→ Description of the task:
Only the lines from the one containing "for task persistence." through the one containing "pub enum TaskDomainError" should be printed, exactly as they appear below, with both ends included.

• • • •

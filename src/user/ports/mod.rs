//! Port contracts for user lifecycle management.

pub mod repository;

pub use repository::{UserRepository, UserRepositoryError, UserRepositoryResult};
//! In-memory adapters for user persistence.

mod user;

pub use user::InMemoryUserRepository;
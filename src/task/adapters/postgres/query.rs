//! Composable, parameterized task queries.
//!
//! Each predicate is a typed Diesel expression whose values are sent as bind
//! parameters; nothing user-supplied is spliced into SQL text. Every built
//! query is ordered by ascending task id.

use super::schema::tasks;
use crate::task::domain::{TaskId, TaskPageFilter, TaskStatus, UserId};
use diesel::dsl::sql;
use diesel::pg::Pg;
use diesel::prelude::*;
use diesel::sql_types::Text;

/// Boxed select over the `tasks` table.
pub type BoxedTaskQuery<'a> = tasks::BoxedQuery<'a, Pg>;

/// Builder composing owner-scoped task predicates with `AND`.
pub struct TaskQueryBuilder<'a> {
    query: BoxedTaskQuery<'a>,
}

impl Default for TaskQueryBuilder<'_> {
    fn default() -> Self {
        Self::new()
    }
}

impl<'a> TaskQueryBuilder<'a> {
    /// Starts an unfiltered query over all tasks.
    #[must_use]
    pub fn new() -> Self {
        Self {
            query: tasks::table.into_boxed(),
        }
    }

    /// Restricts results to tasks owned by `user_id`.
    #[must_use]
    pub fn owned_by(self, user_id: UserId) -> Self {
        Self {
            query: self.query.filter(tasks::user_id.eq(user_id.value())),
        }
    }

    /// Restricts results to a single task.
    #[must_use]
    pub fn with_id(self, task_id: TaskId) -> Self {
        Self {
            query: self.query.filter(tasks::id.eq(task_id.value())),
        }
    }

    /// Keeps tasks whose name contains `fragment`.
    #[must_use]
    pub fn name_contains(self, fragment: &str) -> Self {
        Self {
            query: self.query.filter(tasks::name.like(contains_pattern(fragment))),
        }
    }

    /// Keeps tasks whose description contains `fragment`.
    #[must_use]
    pub fn description_contains(self, fragment: &str) -> Self {
        Self {
            query: self
                .query
                .filter(tasks::description.like(contains_pattern(fragment))),
        }
    }

    /// Keeps tasks with exactly this status; `None` leaves the query as is.
    #[must_use]
    pub fn with_status(self, status: Option<TaskStatus>) -> Self {
        match status {
            Some(selected) => Self {
                query: self.query.filter(tasks::status.eq(selected.code())),
            },
            None => self,
        }
    }

    /// Keeps tasks whose status code, rendered as text, contains `fragment`.
    #[must_use]
    pub fn status_text_contains(self, fragment: &str) -> Self {
        Self {
            query: self
                .query
                .filter(sql::<Text>("CAST(status AS TEXT)").like(contains_pattern(fragment))),
        }
    }

    /// Finishes the query with the ascending id ordering.
    #[must_use]
    pub fn build(self) -> BoxedTaskQuery<'a> {
        self.query.order(tasks::id.asc())
    }
}

/// Prepared template for paging collaborators.
///
/// Combines the owner with name, description and status-text substring
/// filters. The repository itself never runs this query.
#[must_use]
pub fn paged_tasks_query(user_id: UserId, filter: &TaskPageFilter) -> BoxedTaskQuery<'static> {
    TaskQueryBuilder::new()
        .owned_by(user_id)
        .name_contains(&filter.name)
        .description_contains(&filter.description)
        .status_text_contains(&filter.status)
        .build()
}

/// Wraps `fragment` for a `LIKE` substring match, escaping wildcards.
pub(crate) fn contains_pattern(fragment: &str) -> String {
    let mut pattern = String::with_capacity(fragment.len() + 2);
    pattern.push('%');
    for ch in fragment.chars() {
        if matches!(ch, '\\' | '%' | '_') {
            pattern.push('\\');
        }
        pattern.push(ch);
    }
    pattern.push('%');
    pattern
}
//! Step definitions for user deletion scenarios.

mod given;
mod then;
mod when;
pub mod world;
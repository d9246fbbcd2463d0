//! Diesel schema for task persistence.

diesel::table! {
    /// Task records, each owned by a single user.
    tasks (id) {
        /// Store-generated task identifier.
        id -> Int8,
        /// Task name.
        #[max_length = 255]
        name -> Varchar,
        /// Free-form task description.
        description -> Text,
        /// Status code (`0` pending, `1` done).
        status -> Int2,
        /// Owning user.
        #[sql_name = "userId"]
        user_id -> Int8,
        /// Creation timestamp.
        #[sql_name = "createdAt"]
        created_at -> Timestamptz,
        /// Last update timestamp, unset until the first update.
        #[sql_name = "updatedAt"]
        updated_at -> Nullable<Timestamptz>,
    }
}
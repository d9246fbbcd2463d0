//! Diesel schema for user records.

diesel::table! {
    /// Users owning tasks.
    users (id) {
        /// Store-generated user identifier.
        id -> Int8,
        /// Display name.
        #[max_length = 255]
        name -> Varchar,
        /// Unique e-mail address.
        #[max_length = 255]
        email -> Varchar,
        /// Creation timestamp.
        #[sql_name = "createdAt"]
        created_at -> Timestamptz,
    }
}
//! Error types for task domain validation and parsing.

use thiserror::Error;

/// Errors returned while constructing domain task values.
#[derive(Debug, Clone, Error, PartialEq, Eq)]
pub enum TaskDomainError {
    /// The task identifier is not positive.
    #[error("invalid task identifier {0}, expected a positive integer")]
    InvalidTaskId(i64),

    /// The user identifier is not positive.
    #[error("invalid user identifier {0}, expected a positive integer")]
    InvalidUserId(i64),

    /// The task name is empty after trimming.
    #[error("task name must not be empty")]
    EmptyTaskName,
}

/// Error returned while parsing task status codes from persistence.
#[derive(Debug, Clone, Error, PartialEq, Eq)]
#[error("unknown task status code: {0}")]
pub struct ParseTaskStatusError(pub i16);
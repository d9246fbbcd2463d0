//! Application services for user lifecycle orchestration.

mod deletion;

pub use deletion::{UserDeletionError, UserDeletionResult, UserDeletionService};
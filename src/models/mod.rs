// file: src/models/mod.rs
// description: data models module exports
// reference: internal module structure

pub mod repo_id;
pub mod report;

pub use repo_id::RepoId;
pub use report::{AuditReport, AuditSummary, RepoEntry, RepoStatus};
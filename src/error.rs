// file: src/error.rs
// description: Custom error types and result type aliases
// reference: https://docs.rs/thiserror

use std::path::PathBuf;
use thiserror::Error;

pub type Result<T> = std::result::Result<T, AuditError>;

#[derive(Error, Debug)]
pub enum AuditError {
    #[error("Configuration error: {0}")]
    Config(String),

    #[error("File operation failed for {path}: {source}")]
    FileOperation {
        path: PathBuf,
        source: std::io::Error,
    },

    #[error("Directory walk failed: {0}")]
    Walk(#[from] walkdir::Error),

    #[error("Validation error: {0}")]
    Validation(String),

    #[error("IO error: {0}")]
    Io(#[from] std::io::Error),

    #[error("Serialization error: {0}")]
    Serialization(String),
}

impl AuditError {
    pub fn file_operation(path: impl Into<PathBuf>, source: std::io::Error) -> Self {
        Self::FileOperation {
            path: path.into(),
            source,
        }
    }
}
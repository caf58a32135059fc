// file: src/pipeline/mod.rs
// description: pipeline module exports and public api
// reference: pipeline orchestration

mod auditor;
mod progress;

pub use auditor::Auditor;
pub use progress::ProgressTracker;
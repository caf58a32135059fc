// file: src/pipeline/auditor.rs
// description: linear audit run: load valid ids, scan sync dir, classify each repo
// reference: sequential pipeline orchestration

use crate::config::Config;
use crate::error::Result;
use crate::models::AuditReport;
use crate::pipeline::ProgressTracker;
use crate::repository::{RepoClassifier, RepoScanner, ValidRepoSet};
use crate::utils::Validator;
use std::path::Path;
use std::time::Instant;
use tracing::info;

pub struct Auditor {
    config: Config,
    show_progress: bool,
    colored: bool,
}

impl Auditor {
    pub fn new(config: Config) -> Self {
        Self {
            config,
            show_progress: false,
            colored: true,
        }
    }

    pub fn with_progress(mut self, show_progress: bool, colored: bool) -> Self {
        self.show_progress = show_progress;
        self.colored = colored;
        self
    }

    pub fn run(&self, repo_ids: &Path, sync_dir: &Path) -> Result<AuditReport> {
        let start = Instant::now();

        Validator::validate_repo_ids_file(repo_ids)?;
        Validator::validate_sync_root(sync_dir)?;

        let valid = ValidRepoSet::load(repo_ids, self.config.audit.skip_blank_lines)?;
        self.audit(&valid, sync_dir, start)
    }

    fn audit(&self, valid: &ValidRepoSet, sync_dir: &Path, start: Instant) -> Result<AuditReport> {
        let scanner = RepoScanner::new(self.config.audit.clone());
        let repos = scanner.scan(sync_dir)?;

        let classifier = RepoClassifier::new(valid, self.config.audit.config_marker.clone());
        let mut tracker = if self.show_progress {
            ProgressTracker::with_color(repos.len(), self.colored)
        } else {
            ProgressTracker::hidden(repos.len())
        };

        let mut report = AuditReport::new(valid.len());
        for repo in &repos {
            let entry = classifier.classify(repo)?;
            tracker.record(entry.status);
            report.push(entry);
        }
        tracker.finish();
        debug_assert_eq!(tracker.summary(), report.summary);

        info!(
            "Audit of {} repos complete in {:.2}s",
            report.total(),
            start.elapsed().as_secs_f64()
        );

        Ok(report)
    }
}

• • • •

→ Output below:
//! Diesel schema for task persistence.

diesel::table! {
    /// Task records, each owned by a single user.
    tasks (id) {
        /// Store-generated task identifier.
        id -> Int8,
        /// Task name.
        #[max_length = 255]
        name -> Varchar,
        /// Free-form task description.
        description -> Text,
        /// Status code (`0` pending, `1` done).
        status -> Int2,
        /// Owning user.
        #[sql_name = "userId"]
        user_id -> Int8,
        /// Creation timestamp.
        #[sql_name = "createdAt"]
        created_at -> Timestamptz,
        /// Last update timestamp, unset until the first update.
        #[sql_name = "updatedAt"]
        updated_at -> Nullable<Timestamptz>,
    }
}
repository d9246fbbcd2463d0
//! Diesel schema for user records.

diesel::table! {
    /// Users owning tasks.
    users (id) {
        /// Store-generated user identifier.
        id -> Int8,
        /// Display name.
        #[max_length = 255]
        name -> Varchar,
        /// Unique e-mail address.
        #[max_length = 255]
        email -> Varchar,
        /// Creation timestamp.
        #[sql_name = "createdAt"]
        created_at -> Timestamptz,
    }
}
//! Error types for task domain validation and parsing.

use thiserror::Error;

/// Errors returned while constructing domain task values.
#[derive(Debug, Clone, Error, PartialEq, Eq)]
pub enum TaskDomainError {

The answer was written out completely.